Data for analysis:
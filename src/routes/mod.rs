use serde::{Deserialize, Serialize};

use crate::tools::image_tools::ImageSize;

pub mod ping;
pub mod users;
pub mod mw_auth;

pub mod photos;
pub mod people;
pub mod faces;

#[derive(Debug, Serialize, Deserialize, Clone)]
pub struct ImageRequestOptions {
    pub size: Option<ImageSize>,
}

Task objective: From the line that contains "#[derive(Debug, Serialize, Deserialize, Clone)]" down to the final line of the entries, print every line exactly as it is, and only those lines.

Answer to this exercise:
#[derive(Debug, Serialize, Deserialize, Clone)]
pub struct ImageRequestOptions {
    pub size: Option<ImageSize>,
}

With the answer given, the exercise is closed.